Return all lines from the entries below in which the word "extern" is present.
::::::::::
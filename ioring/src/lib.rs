//! # ioring
//!
//! A safe, ergonomic Rust interface to Linux's io_uring asynchronous I/O framework.
//!
//! ## Overview
//!
//! io_uring is a high-performance asynchronous I/O interface for Linux that provides:
//! - Zero-copy I/O operations
//! - Batched submission and completion
//! - Support for a wide variety of operations (file, network, etc.)
//! - Advanced features like polling, registered buffers, and more
//!
//! This crate provides a thin, safe wrapper around liburing while maintaining
//! high performance and full access to io_uring features.
//!
//! ## Basic Usage
//!
//! ```rust,no_run
//! use ioring::operation::Nop;
//!
//! # fn main() -> std::io::Result<()> {
//! // Create an io_uring instance with 128 entries
//! let (mut sq, mut cq) = ioring::with_capacity(128)?;
//!
//! // Submit a no-op operation
//! let op = Nop {};
//! unsafe { sq.push(op.build(), 1) }?;
//! sq.submit()?;
//!
//! // Wait for completion
//! let completion = cq.next()?;
//! assert_eq!(completion.user_data(), 1);
//! assert!(completion.is_ok());
//! # Ok(())
//! # }
//! ```
//!
//! ## Registered Buffers and Fixed Operations
//!
//! For high-performance I/O, you can register buffers with the kernel and use
//! `ReadFixed`/`WriteFixed` operations for zero-copy I/O:
//!
//! ```rust,no_run
//! use ioring::operation::WriteFixed;
//! use std::io::IoSlice;
//! # use std::os::fd::AsRawFd;
//!
//! # fn main() -> std::io::Result<()> {
//! # let file = std::fs::File::create("/tmp/test")?;
//! let (mut sq, mut cq) = ioring::with_capacity(32)?;
//!
//! // Prepare buffers
//! let mut buffer = vec![0u8; 4096];
//! buffer.fill(0x42);
//!
//! // Register buffers with io_uring (pins them in kernel memory)
//! let buffers = vec![IoSlice::new(&buffer)];
//! unsafe { sq.register_buffers(&buffers) }?;
//!
//! // Use WriteFixed operation with buf_index to reference the registered buffer
//! let write_op = WriteFixed {
//!     fd: file.as_raw_fd(),
//!     buf: buffer.as_ptr().cast(),  // Pointer to the actual data
//!     nbytes: buffer.len() as u32,
//!     offset: 0,
//!     buf_index: 0,  // Index of the registered buffer (0-based)
//! };
//!
//! unsafe { sq.push(write_op.build(), 1) }?;
//! sq.submit()?;
//!
//! let completion = cq.next()?;
//! println!("Wrote {} bytes with zero-copy I/O", completion.result());
//!
//! // Unregister when done
//! sq.unregister_buffers()?;
//! # Ok(())
//! # }
//! ```
//!
//! ### How Fixed Operations Work
//!
//! When you register buffers:
//! 1. The kernel pins the buffer pages in physical memory
//! 2. The kernel creates a mapping for fast access
//! 3. Operations using `buf_index` avoid the user/kernel copy
//!
//! **Benefits:**
//! - **Zero-copy I/O**: Data doesn't cross the user/kernel boundary
//! - **No page faults**: Buffers are pinned in physical memory
//! - **Reduced overhead**: Faster than regular read/write operations
//! - **Better performance**: Especially for frequently accessed buffers
//!
//! **Use cases:**
//! - High-frequency I/O operations with the same buffers
//! - Network packet processing with fixed-size buffers
//! - Database buffer pools
//! - Any scenario where you reuse the same buffers repeatedly
//!
//! ## Safety
//!
//! Most operations in io_uring involve raw pointers to user data. This crate marks
//! the `push()` method as `unsafe` because the caller must ensure:
//! - All pointers in operations remain valid until the operation completes
//! - Buffers are not accessed mutably while operations are in flight
//! - File descriptors remain valid until operations complete
//!
//! The submission and completion queues are split to prevent accidental concurrent
//! access. Each can be used from separate threads safely.

extern crate alloc;
extern crate core;

use alloc::sync::Arc;
use core::{cell::UnsafeCell, mem::MaybeUninit};
use std::io::Error as io_Error;

use crate::{completion::CompletionQueue, submission::SubmissionQueue};

pub mod operation;

mod bindings;
pub mod completion;
pub mod submission;

/// Configuration parameters for io_uring initialization
#[derive(Debug, Clone)]
pub struct IoUringParams {
  /// Number of entries in the submission queue
  pub sq_entries: u32,
  /// Additional flags for io_uring setup
  pub flags: u32,
  /// CPU affinity for SQPOLL thread
  pub sq_thread_cpu: u32,
  /// Idle time in milliseconds before SQPOLL thread sleeps
  pub sq_thread_idle: u32,
  /// fd of an existing ring whose async worker pool this ring should share.
  /// Only meaningful together with `IORING_SETUP_ATTACH_WQ`.
  pub wq_fd: u32,
}

impl Default for IoUringParams {
  fn default() -> Self {
    Self {
      sq_entries: 128,
      flags: 0,
      sq_thread_cpu: 0,
      sq_thread_idle: 0,
      wq_fd: 0,
    }
  }
}

impl IoUringParams {
  /// Enable submission queue polling (kernel thread polls SQ)
  pub fn sqpoll(mut self, idle_ms: u32) -> Self {
    self.flags |= bindings::IORING_SETUP_SQPOLL;
    self.sq_thread_idle = idle_ms;
    self
  }

  /// Enable IO polling (busy-wait for completions, lower latency)
  pub fn iopoll(mut self) -> Self {
    self.flags |= bindings::IORING_SETUP_IOPOLL;
    self
  }

  /// Attach this ring's async backend worker pool to that of another,
  /// already-initialized ring, identified by its raw fd (see
  /// [`SubmissionQueue::raw_fd`]). Lets many rings in the same process
  /// share one kernel-side worker pool instead of spawning one each.
  pub fn attach_wq(mut self, ring_fd: i32) -> Self {
    self.flags |= bindings::IORING_SETUP_ATTACH_WQ;
    self.wq_fd = ring_fd as u32;
    self
  }
}

pub(crate) struct IoUring {
  ring: UnsafeCell<bindings::io_uring>,
  flags: u32,
}

// SAFETY: IoUring can be safely sent between threads. The split API ensures
// that submission and completion queues are accessed from separate owners.
unsafe impl Send for IoUring {}
unsafe impl Sync for IoUring {}

impl Drop for IoUring {
  fn drop(&mut self) {
    unsafe { bindings::io_uring_queue_exit(self.ring.get()) };
  }
}

impl IoUring {
  /// The raw fd of the kernel ring, suitable for passing to
  /// [`IoUringParams::attach_wq`] on another ring.
  fn raw_fd(&self) -> i32 {
    unsafe { (*self.ring.get()).ring_fd }
  }
}

/// Create a new io_uring instance with the specified capacity
///
/// The capacity determines the size of the submission queue. The kernel
/// may adjust this value.
///
/// # Errors
/// Returns an error if io_uring initialization fails (e.g., insufficient
/// permissions, kernel doesn't support io_uring, or out of resources).
#[inline]
pub fn with_capacity(
  cap: u32,
) -> Result<(SubmissionQueue, CompletionQueue), io_Error> {
  with_params(IoUringParams { sq_entries: cap, ..Default::default() })
}

/// Create a new io_uring instance with custom parameters
///
/// # Errors
/// Returns an error if io_uring initialization fails.
pub fn with_params(
  params: IoUringParams,
) -> Result<(SubmissionQueue, CompletionQueue), io_Error> {
  let mut ring = MaybeUninit::zeroed();
  let mut raw_params = bindings::io_uring_params {
    sq_entries: params.sq_entries,
    cq_entries: 0,
    flags: params.flags,
    sq_thread_cpu: params.sq_thread_cpu,
    sq_thread_idle: params.sq_thread_idle,
    features: 0,
    wq_fd: params.wq_fd,
    resv: [0; 3],
    sq_off: unsafe { std::mem::zeroed() },
    cq_off: unsafe { std::mem::zeroed() },
  };

  let ret = unsafe {
    bindings::io_uring_queue_init_params(
      params.sq_entries,
      ring.as_mut_ptr(),
      &raw mut raw_params,
    )
  };

  if ret < 0 {
    return Err(io_Error::from_raw_os_error(-ret));
  }

  let ring_init = unsafe { ring.assume_init() };
  let flags = ring_init.flags;

  let this = IoUring { ring: UnsafeCell::new(ring_init), flags };
  Ok(this.split())
}

impl IoUring {
  fn split(self) -> (SubmissionQueue, CompletionQueue) {
    let uring = Arc::new(self);
    (SubmissionQueue::new(uring.clone()), CompletionQueue::new(uring))
  }
}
::::::::::
> [WRITTEN RESPONSE]:
extern crate alloc;
extern crate core;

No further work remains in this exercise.